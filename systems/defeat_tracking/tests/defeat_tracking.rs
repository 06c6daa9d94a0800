use district_siege_core::{District, DistrictId, Perimeter};
use district_siege_system_defeat_tracking::{DefeatTracker, KillOutcome};
use glam::Vec3;
use rand::{seq::SliceRandom, Rng, SeedableRng};
use rand_chacha::ChaCha8Rng;

fn districts() -> Vec<District> {
    (0..3)
        .map(|index| {
            District::new(
                DistrictId::new(index),
                format!("District {index}"),
                Vec3::new(index as f32 * 30.0, 0.0, 0.0),
                Perimeter::new(-5.0, -5.0, 5.0, 5.0),
                4,
            )
        })
        .collect()
}

#[test]
fn clearing_requires_full_allotment() {
    let mut tracker = DefeatTracker::new(&districts());
    let district = DistrictId::new(0);

    for _ in 0..3 {
        assert!(tracker.record_spawn(district));
    }
    for _ in 0..3 {
        assert_eq!(
            tracker.record_kill(district),
            KillOutcome::Counted { district }
        );
    }
    assert!(
        !tracker.is_district_cleared(district),
        "three of four enemies is not a clear"
    );

    assert!(tracker.record_spawn(district));
    assert_eq!(
        tracker.record_kill(district),
        KillOutcome::DistrictCleared { district }
    );
    assert!(tracker.is_district_cleared(district));
}

#[test]
fn spawns_beyond_the_cap_are_refused() {
    let mut tracker = DefeatTracker::new(&districts());
    let district = DistrictId::new(2);

    for _ in 0..4 {
        assert!(tracker.record_spawn(district));
    }
    assert!(!tracker.record_spawn(district));
    assert_eq!(tracker.wave(district).map(|wave| wave.spawned()), Some(4));
}

#[test]
fn clear_is_reported_exactly_once() {
    let mut tracker = DefeatTracker::new(&districts());
    let district = DistrictId::new(1);
    for _ in 0..4 {
        assert!(tracker.record_spawn(district));
    }

    let outcomes: Vec<_> = (0..6).map(|_| tracker.record_kill(district)).collect();
    let clears = outcomes
        .iter()
        .filter(|outcome| matches!(outcome, KillOutcome::DistrictCleared { .. }))
        .count();

    assert_eq!(clears, 1);
    assert_eq!(outcomes[4], KillOutcome::Ignored);
    assert_eq!(outcomes[5], KillOutcome::Ignored);
    assert_eq!(tracker.total_defeated(), 4);
}

#[test]
fn counters_hold_invariant_under_arbitrary_event_order() {
    for seed in 0..64_u64 {
        let mut rng = ChaCha8Rng::seed_from_u64(seed);
        let mut tracker = DefeatTracker::new(&districts());

        let mut reports: Vec<(bool, u32)> = Vec::new();
        for district in 0..4_u32 {
            for _ in 0..6 {
                reports.push((true, district));
                reports.push((false, district));
            }
        }
        for _ in 0..10 {
            reports.push((false, rng.gen_range(0..5)));
        }
        reports.shuffle(&mut rng);

        for (is_spawn, district) in reports {
            let district = DistrictId::new(district);
            if is_spawn {
                let _ = tracker.record_spawn(district);
            } else {
                let _ = tracker.record_kill(district);
            }

            for index in 0..3 {
                let wave = tracker
                    .wave(DistrictId::new(index))
                    .expect("district exists");
                assert!(wave.defeated() <= wave.spawned(), "seed {seed}: {wave:?}");
                assert!(wave.spawned() <= 4, "seed {seed}: {wave:?}");
            }
        }
    }
}

#[test]
fn resume_seeding_clears_earlier_districts_only() {
    let mut tracker = DefeatTracker::new(&districts());
    tracker.mark_cleared(DistrictId::new(0));
    tracker.mark_cleared(DistrictId::new(1));

    assert!(tracker.is_district_cleared(DistrictId::new(0)));
    assert!(tracker.is_district_cleared(DistrictId::new(1)));
    assert!(!tracker.is_district_cleared(DistrictId::new(2)));
    assert!(!tracker.all_cleared());
    assert_eq!(tracker.total_defeated(), 8);
}
//! Square complex matrices over basis states.
//!
//! Two interchangeable backends implement [`Matrix`]:
//!
//! - [`DenseMatrix`] stores every element and tracks a running non-zero count.
//! - [`SparseMatrix`] stores only non-zero elements keyed by `row * order + col`.
//!
//! Products allocate their result through [`select_storage`], a pure function
//! of the operands' non-zero counts and the result order. The choice affects
//! memory only; the logical result is the same for either backend.

mod dense;
mod sparse;

use std::fmt;

use crate::complex::{Complex, ZERO};
use crate::error::{QuantumError, Result};
use crate::vector::ComplexVector;

pub use dense::DenseMatrix;
pub use sparse::SparseMatrix;

/// Storage backend tag.
#[derive(Debug, Clone, Copy, PartialEq, Eq)]
pub enum Storage {
    Dense,
    Sparse,
}

impl Storage {
    /// A zero matrix of `order` with this backend.
    pub fn zeros(self, order: usize) -> DynMatrix {
        match self {
            Storage::Dense => DynMatrix::Dense(DenseMatrix::zeros(order)),
            Storage::Sparse => DynMatrix::Sparse(SparseMatrix::zeros(order)),
        }
    }

    /// Build a matrix of `order` from `(row, col, value)` entries.
    ///
    /// Entries for the same position overwrite each other; zero values are
    /// not stored by the sparse backend.
    pub fn from_entries<I>(self, order: usize, entries: I) -> DynMatrix
    where
        I: IntoIterator<Item = (usize, usize, Complex)>,
    {
        match self {
            Storage::Dense => {
                let mut m = DenseMatrix::zeros(order);
                for (r, c, z) in entries {
                    m.set_element(r, c, z);
                }
                DynMatrix::Dense(m)
            }
            Storage::Sparse => DynMatrix::Sparse(SparseMatrix::from_entries(order, entries)),
        }
    }
}

/// Choose the backend for the product of two matrices.
///
/// The non-zero count of the result is estimated as `nnz_a * nnz_b`; if that
/// exceeds half of `order²` the result is dense, otherwise sparse.
pub fn select_storage(nnz_a: usize, nnz_b: usize, order: usize) -> Storage {
    let estimate = nnz_a.saturating_mul(nnz_b);
    if estimate > order.saturating_mul(order) / 2 {
        Storage::Dense
    } else {
        Storage::Sparse
    }
}

/// Identity matrix of dimension `d` (sparse).
pub fn identity(d: usize) -> SparseMatrix {
    SparseMatrix::identity(d)
}

/// Linear operator over basis states.
pub trait Matrix: fmt::Debug {
    fn order(&self) -> usize;

    /// Element at `(row, col)`; absent elements read as zero.
    ///
    /// # Panics
    /// May panic if `row` or `col` is `>= order`.
    fn element(&self, row: usize, col: usize) -> Complex;

    /// Write `z` at `(row, col)`.
    fn set_element(&mut self, row: usize, col: usize, z: Complex);

    fn non_zero_count(&self) -> usize;

    /// Non-zero `(col, value)` pairs of `row`, ascending by column.
    fn row_entries(&self, row: usize) -> Vec<(usize, Complex)>;

    fn storage(&self) -> Storage;

    /// Matrix-vector product.
    ///
    /// # Errors
    /// [`QuantumError::LengthMismatch`] if `v.len() != order`.
    fn multiply_vector(&self, v: &ComplexVector) -> Result<ComplexVector> {
        let n = self.order();
        if v.len() != n {
            return Err(QuantumError::length_mismatch(n, v.len()));
        }
        let out: Vec<Complex> = (0..n)
            .map(|i| {
                self.row_entries(i)
                    .into_iter()
                    .fold(ZERO, |acc, (j, a)| acc + a * v.component(j))
            })
            .collect();
        Ok(ComplexVector::from_vec(out))
    }

    /// Matrix product `self · other`.
    ///
    /// # Errors
    /// [`QuantumError::LengthMismatch`] if the orders differ.
    fn multiply(&self, other: &dyn Matrix) -> Result<DynMatrix> {
        let n = self.order();
        if other.order() != n {
            return Err(QuantumError::length_mismatch(n, other.order()));
        }
        let storage = select_storage(self.non_zero_count(), other.non_zero_count(), n);

        let mut entries = Vec::new();
        let mut row_acc = vec![ZERO; n];
        for i in 0..n {
            for (r, a) in self.row_entries(i) {
                for (j, b) in other.row_entries(r) {
                    row_acc[j] += a * b;
                }
            }
            for (j, z) in row_acc.iter_mut().enumerate() {
                if *z != ZERO {
                    entries.push((i, j, *z));
                    *z = ZERO;
                }
            }
        }
        Ok(storage.from_entries(n, entries))
    }

    /// Kronecker product `self ⊗ other`:
    /// `out[ord(B)*i + k][ord(B)*j + l] = A[i][j] * B[k][l]`.
    fn tensor_product(&self, other: &dyn Matrix) -> DynMatrix {
        let na = self.order();
        let nb = other.order();
        let order = na * nb;
        let storage = select_storage(self.non_zero_count(), other.non_zero_count(), order);

        let b_rows: Vec<Vec<(usize, Complex)>> = (0..nb).map(|k| other.row_entries(k)).collect();
        let mut entries = Vec::with_capacity(self.non_zero_count() * other.non_zero_count());
        for i in 0..na {
            let a_row = self.row_entries(i);
            for (k, b_row) in b_rows.iter().enumerate() {
                for &(j, a) in &a_row {
                    for &(l, b) in b_row {
                        entries.push((nb * i + k, nb * j + l, a * b));
                    }
                }
            }
        }
        storage.from_entries(order, entries)
    }

    /// Element-wise comparison within `tol`, independent of backend.
    fn approx_eq(&self, other: &dyn Matrix, tol: f64) -> bool {
        let n = self.order();
        if other.order() != n {
            return false;
        }
        (0..n).all(|i| (0..n).all(|j| (self.element(i, j) - other.element(i, j)).norm() <= tol))
    }
}

/// Shared textual rendering: one line per row, elements separated by two spaces.
pub(crate) fn fmt_matrix(m: &dyn Matrix, f: &mut fmt::Formatter<'_>) -> fmt::Result {
    let n = m.order();
    for i in 0..n {
        for j in 0..n {
            if j > 0 {
                write!(f, "  ")?;
            }
            write!(f, "{}", m.element(i, j))?;
        }
        writeln!(f)?;
    }
    Ok(())
}

/// A matrix whose backend was chosen at runtime.
#[derive(Debug, Clone)]
pub enum DynMatrix {
    Dense(DenseMatrix),
    Sparse(SparseMatrix),
}

impl DynMatrix {
    fn inner(&self) -> &dyn Matrix {
        match self {
            DynMatrix::Dense(m) => m,
            DynMatrix::Sparse(m) => m,
        }
    }

    fn inner_mut(&mut self) -> &mut dyn Matrix {
        match self {
            DynMatrix::Dense(m) => m,
            DynMatrix::Sparse(m) => m,
        }
    }
}

impl Matrix for DynMatrix {
    fn order(&self) -> usize {
        self.inner().order()
    }

    fn element(&self, row: usize, col: usize) -> Complex {
        self.inner().element(row, col)
    }

    fn set_element(&mut self, row: usize, col: usize, z: Complex) {
        self.inner_mut().set_element(row, col, z)
    }

    fn non_zero_count(&self) -> usize {
        self.inner().non_zero_count()
    }

    fn row_entries(&self, row: usize) -> Vec<(usize, Complex)> {
        self.inner().row_entries(row)
    }

    fn storage(&self) -> Storage {
        self.inner().storage()
    }
}

impl From<DenseMatrix> for DynMatrix {
    fn from(m: DenseMatrix) -> Self {
        DynMatrix::Dense(m)
    }
}

impl From<SparseMatrix> for DynMatrix {
    fn from(m: SparseMatrix) -> Self {
        DynMatrix::Sparse(m)
    }
}

impl fmt::Display for DynMatrix {
    fn fmt(&self, f: &mut fmt::Formatter<'_>) -> fmt::Result {
        fmt_matrix(self, f)
    }
}

#[cfg(test)]
mod tests {
    use super::*;
    use crate::complex::ONE;

    fn c(re: f64, im: f64) -> Complex {
        Complex::new(re, im)
    }

    fn pauli_x_dense() -> DenseMatrix {
        DenseMatrix::from_rows(2, &[ZERO, ONE, ONE, ZERO])
    }

    #[test]
    fn test_select_storage() {
        assert_eq!(select_storage(4, 4, 4), Storage::Dense); // 16 > 8
        assert_eq!(select_storage(2, 4, 4), Storage::Sparse); // 8 == 8
        assert_eq!(select_storage(3, 3, 4), Storage::Dense);
        assert_eq!(select_storage(0, 100, 4), Storage::Sparse);
        assert_eq!(select_storage(usize::MAX, 2, 8), Storage::Dense);
    }

    #[test]
    fn test_identity_is_sparse() {
        let id = identity(4);
        assert_eq!(id.storage(), Storage::Sparse);
        assert_eq!(id.non_zero_count(), 4);
        assert_eq!(id.element(2, 2), ONE);
        assert_eq!(id.element(2, 3), ZERO);
    }

    #[test]
    fn test_multiply_vector() {
        let x = pauli_x_dense();
        let v = ComplexVector::from_vec(vec![c(1.0, 0.0), c(0.0, 2.0)]);
        let out = x.multiply_vector(&v).unwrap();
        assert_eq!(out.component(0), c(0.0, 2.0));
        assert_eq!(out.component(1), c(1.0, 0.0));
        assert!(x.multiply_vector(&ComplexVector::zeros(3)).is_err());
    }

    #[test]
    fn test_multiply_matrix_backends_agree() {
        let dense = pauli_x_dense();
        let sparse = SparseMatrix::from_rows(2, &[ZERO, ONE, ONE, ZERO]);

        let dd = dense.multiply(&dense).unwrap();
        let ss = sparse.multiply(&sparse).unwrap();
        let ds = dense.multiply(&sparse).unwrap();
        assert!(dd.approx_eq(&identity(2), 0.0));
        assert!(ss.approx_eq(&dd, 0.0));
        assert!(ds.approx_eq(&dd, 0.0));
        assert_eq!(dd.to_string(), ss.to_string());
    }

    #[test]
    fn test_multiply_order_mismatch() {
        let a = identity(2);
        let b = identity(4);
        assert_eq!(
            a.multiply(&b).unwrap_err(),
            QuantumError::length_mismatch(2, 4)
        );
    }

    #[test]
    fn test_multiply_result_storage_follows_heuristic() {
        let full = DenseMatrix::from_rows(2, &[ONE, ONE, ONE, ONE]);
        assert_eq!(full.multiply(&full).unwrap().storage(), Storage::Dense);
        // Identity times identity estimates n² non-zeros, above n²/2.
        let id = identity(4);
        let squared = id.multiply(&id).unwrap();
        assert_eq!(squared.storage(), Storage::Dense);
        assert!(squared.approx_eq(&id, 1e-12));

        // One entry times identity estimates 4 <= 8.
        let z = Complex::new(0.0, 2.0);
        let single = SparseMatrix::from_entries(4, [(1, 3, z)]);
        let product = single.multiply(&id).unwrap();
        assert_eq!(product.storage(), Storage::Sparse);
        assert_eq!(product.non_zero_count(), 1);
        assert_eq!(product.element(1, 3), z);
        assert!(product.approx_eq(&single, 1e-12));
    }

    #[test]
    fn test_tensor_product_layout() {
        // X ⊗ I: flips the high qubit
        let xi = pauli_x_dense().tensor_product(&identity(2));
        assert_eq!(xi.order(), 4);
        assert_eq!(xi.element(0, 2), ONE);
        assert_eq!(xi.element(1, 3), ONE);
        assert_eq!(xi.element(2, 0), ONE);
        assert_eq!(xi.element(3, 1), ONE);
        assert_eq!(xi.non_zero_count(), 4);

        // I ⊗ X: flips the low qubit
        let ix = identity(2).tensor_product(&pauli_x_dense());
        assert_eq!(ix.element(0, 1), ONE);
        assert_eq!(ix.element(2, 3), ONE);
        assert_eq!(ix.element(0, 2), ZERO);
    }

    #[test]
    fn test_tensor_product_general_entries() {
        let a = DenseMatrix::from_rows(2, &[c(1.0, 0.0), c(2.0, 0.0), c(3.0, 0.0), c(4.0, 0.0)]);
        let b = DenseMatrix::from_rows(2, &[c(0.0, 1.0), ZERO, ZERO, c(5.0, 0.0)]);
        let t = a.tensor_product(&b);
        // A[1][0] * B[1][1] lands at (2*1+1, 2*0+1)
        assert_eq!(t.element(3, 1), c(15.0, 0.0));
        // A[0][1] * B[0][0] lands at (0, 2)
        assert_eq!(t.element(0, 2), c(0.0, 2.0));
        assert_eq!(t.element(0, 1), ZERO);
    }

    #[test]
    fn test_display_identical_across_backends() {
        let vals = [c(1.0, 0.0), ZERO, c(0.0, -1.0), c(0.5, 0.5)];
        let d = DenseMatrix::from_rows(2, &vals);
        let s = SparseMatrix::from_rows(2, &vals);
        assert_eq!(d.to_string(), s.to_string());
        assert_eq!(d.to_string(), "1+0i  0+0i\n0-1i  0.5+0.5i\n");
    }
}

# What to work on
Using the records above, report each line with the string "Formatter".

# Result of the exercise
pub(crate) fn fmt_matrix(m: &dyn Matrix, f: &mut fmt::Formatter<'_>) -> fmt::Result {
    fn fmt(&self, f: &mut fmt::Formatter<'_>) -> fmt::Result {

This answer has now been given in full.